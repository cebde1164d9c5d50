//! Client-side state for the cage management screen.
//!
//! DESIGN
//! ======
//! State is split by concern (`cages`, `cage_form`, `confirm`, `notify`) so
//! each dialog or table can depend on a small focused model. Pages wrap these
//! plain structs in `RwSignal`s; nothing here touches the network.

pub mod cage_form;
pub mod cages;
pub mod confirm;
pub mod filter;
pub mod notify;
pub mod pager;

==

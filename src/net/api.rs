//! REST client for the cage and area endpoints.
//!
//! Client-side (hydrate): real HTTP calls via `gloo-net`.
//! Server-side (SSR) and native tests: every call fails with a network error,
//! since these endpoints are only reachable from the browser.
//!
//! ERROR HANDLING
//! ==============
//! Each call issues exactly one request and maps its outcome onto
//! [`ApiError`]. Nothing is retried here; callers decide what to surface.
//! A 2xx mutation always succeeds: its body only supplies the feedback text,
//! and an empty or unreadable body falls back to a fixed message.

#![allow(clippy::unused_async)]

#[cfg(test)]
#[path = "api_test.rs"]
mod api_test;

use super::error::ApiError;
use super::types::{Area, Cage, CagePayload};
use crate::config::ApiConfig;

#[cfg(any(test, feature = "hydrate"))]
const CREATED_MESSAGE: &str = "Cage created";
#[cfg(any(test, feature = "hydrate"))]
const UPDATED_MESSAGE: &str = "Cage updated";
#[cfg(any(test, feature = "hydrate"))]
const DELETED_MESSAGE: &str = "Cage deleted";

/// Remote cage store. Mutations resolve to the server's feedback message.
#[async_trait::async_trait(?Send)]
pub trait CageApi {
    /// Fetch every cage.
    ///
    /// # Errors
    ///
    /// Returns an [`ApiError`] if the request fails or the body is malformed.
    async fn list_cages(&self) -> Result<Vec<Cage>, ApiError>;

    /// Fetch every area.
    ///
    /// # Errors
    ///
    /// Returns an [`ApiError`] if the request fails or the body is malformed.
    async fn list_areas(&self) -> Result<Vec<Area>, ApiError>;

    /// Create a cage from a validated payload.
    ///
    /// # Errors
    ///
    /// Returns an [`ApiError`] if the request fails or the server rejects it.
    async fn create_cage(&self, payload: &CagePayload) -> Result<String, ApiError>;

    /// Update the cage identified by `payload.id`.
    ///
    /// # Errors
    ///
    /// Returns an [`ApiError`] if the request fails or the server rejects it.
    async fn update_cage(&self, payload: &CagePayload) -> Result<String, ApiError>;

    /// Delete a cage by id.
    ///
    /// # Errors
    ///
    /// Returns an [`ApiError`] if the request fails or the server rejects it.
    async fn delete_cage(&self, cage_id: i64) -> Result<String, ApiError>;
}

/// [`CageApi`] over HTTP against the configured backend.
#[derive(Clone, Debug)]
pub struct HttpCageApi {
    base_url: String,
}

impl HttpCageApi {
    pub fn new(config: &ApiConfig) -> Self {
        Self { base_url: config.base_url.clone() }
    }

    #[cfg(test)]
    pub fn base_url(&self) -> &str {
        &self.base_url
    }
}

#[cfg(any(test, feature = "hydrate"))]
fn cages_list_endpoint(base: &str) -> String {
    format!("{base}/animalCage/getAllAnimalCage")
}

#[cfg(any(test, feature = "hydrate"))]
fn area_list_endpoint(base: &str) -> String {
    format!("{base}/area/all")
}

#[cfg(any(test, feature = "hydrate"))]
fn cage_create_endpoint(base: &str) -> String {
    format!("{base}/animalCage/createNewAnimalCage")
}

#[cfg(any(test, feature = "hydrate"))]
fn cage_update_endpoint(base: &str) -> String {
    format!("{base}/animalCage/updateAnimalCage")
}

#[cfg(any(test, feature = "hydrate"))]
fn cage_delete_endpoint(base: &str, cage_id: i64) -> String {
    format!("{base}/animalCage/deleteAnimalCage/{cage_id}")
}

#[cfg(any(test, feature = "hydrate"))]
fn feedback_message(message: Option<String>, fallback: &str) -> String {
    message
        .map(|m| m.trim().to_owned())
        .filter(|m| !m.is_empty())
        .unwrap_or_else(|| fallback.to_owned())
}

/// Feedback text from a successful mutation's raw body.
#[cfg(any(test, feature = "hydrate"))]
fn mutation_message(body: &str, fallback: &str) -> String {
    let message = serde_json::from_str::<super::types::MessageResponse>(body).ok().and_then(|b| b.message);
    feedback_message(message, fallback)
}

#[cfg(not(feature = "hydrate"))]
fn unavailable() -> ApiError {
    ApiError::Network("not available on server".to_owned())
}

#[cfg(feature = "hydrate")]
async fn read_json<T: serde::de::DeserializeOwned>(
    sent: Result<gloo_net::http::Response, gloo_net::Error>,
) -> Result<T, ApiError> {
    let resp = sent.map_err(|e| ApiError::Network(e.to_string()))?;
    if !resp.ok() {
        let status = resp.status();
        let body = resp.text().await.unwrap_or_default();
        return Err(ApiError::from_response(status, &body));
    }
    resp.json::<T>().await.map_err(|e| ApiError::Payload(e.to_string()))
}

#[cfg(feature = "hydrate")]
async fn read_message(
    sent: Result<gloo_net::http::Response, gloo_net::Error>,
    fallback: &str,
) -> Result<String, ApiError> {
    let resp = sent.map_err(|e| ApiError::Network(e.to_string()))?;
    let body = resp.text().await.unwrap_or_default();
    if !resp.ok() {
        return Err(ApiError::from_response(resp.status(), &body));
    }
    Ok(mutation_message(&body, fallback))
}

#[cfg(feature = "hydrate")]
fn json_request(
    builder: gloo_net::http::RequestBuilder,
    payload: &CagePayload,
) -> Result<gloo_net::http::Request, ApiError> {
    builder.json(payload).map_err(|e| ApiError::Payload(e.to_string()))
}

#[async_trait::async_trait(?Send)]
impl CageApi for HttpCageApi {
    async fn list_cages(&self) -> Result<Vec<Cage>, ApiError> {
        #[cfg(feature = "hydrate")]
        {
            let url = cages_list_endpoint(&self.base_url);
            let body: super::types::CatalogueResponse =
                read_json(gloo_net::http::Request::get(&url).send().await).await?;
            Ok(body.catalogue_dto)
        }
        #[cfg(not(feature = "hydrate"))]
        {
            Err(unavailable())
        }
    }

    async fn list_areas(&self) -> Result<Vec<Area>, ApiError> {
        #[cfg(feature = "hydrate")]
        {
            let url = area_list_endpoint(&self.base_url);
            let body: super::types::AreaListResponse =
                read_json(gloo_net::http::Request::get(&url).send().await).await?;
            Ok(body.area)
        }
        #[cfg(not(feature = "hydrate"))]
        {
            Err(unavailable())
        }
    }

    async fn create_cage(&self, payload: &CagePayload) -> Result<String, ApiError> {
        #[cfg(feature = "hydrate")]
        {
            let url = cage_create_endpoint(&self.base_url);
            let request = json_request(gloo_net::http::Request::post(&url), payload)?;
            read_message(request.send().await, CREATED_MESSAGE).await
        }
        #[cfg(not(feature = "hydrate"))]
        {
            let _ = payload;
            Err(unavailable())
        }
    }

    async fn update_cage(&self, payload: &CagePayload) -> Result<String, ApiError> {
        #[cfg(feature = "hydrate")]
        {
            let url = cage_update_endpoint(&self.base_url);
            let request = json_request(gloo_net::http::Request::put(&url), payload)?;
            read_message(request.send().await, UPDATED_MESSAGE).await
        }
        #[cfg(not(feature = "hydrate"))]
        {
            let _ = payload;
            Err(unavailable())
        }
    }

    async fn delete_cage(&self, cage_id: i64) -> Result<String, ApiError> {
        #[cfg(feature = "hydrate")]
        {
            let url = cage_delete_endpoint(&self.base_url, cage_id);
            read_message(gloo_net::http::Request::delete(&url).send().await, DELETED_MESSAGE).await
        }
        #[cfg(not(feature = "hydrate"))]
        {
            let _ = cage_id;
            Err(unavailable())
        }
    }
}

## Directions:
Where does "await" appear in the records above? Copy each line that holds it.

## Answer section:
        let body = resp.text().await.unwrap_or_default();
    resp.json::<T>().await.map_err(|e| ApiError::Payload(e.to_string()))
    let body = resp.text().await.unwrap_or_default();
                read_json(gloo_net::http::Request::get(&url).send().await).await?;
                read_json(gloo_net::http::Request::get(&url).send().await).await?;
            read_message(request.send().await, CREATED_MESSAGE).await
            read_message(request.send().await, UPDATED_MESSAGE).await
            read_message(gloo_net::http::Request::delete(&url).send().await, DELETED_MESSAGE).await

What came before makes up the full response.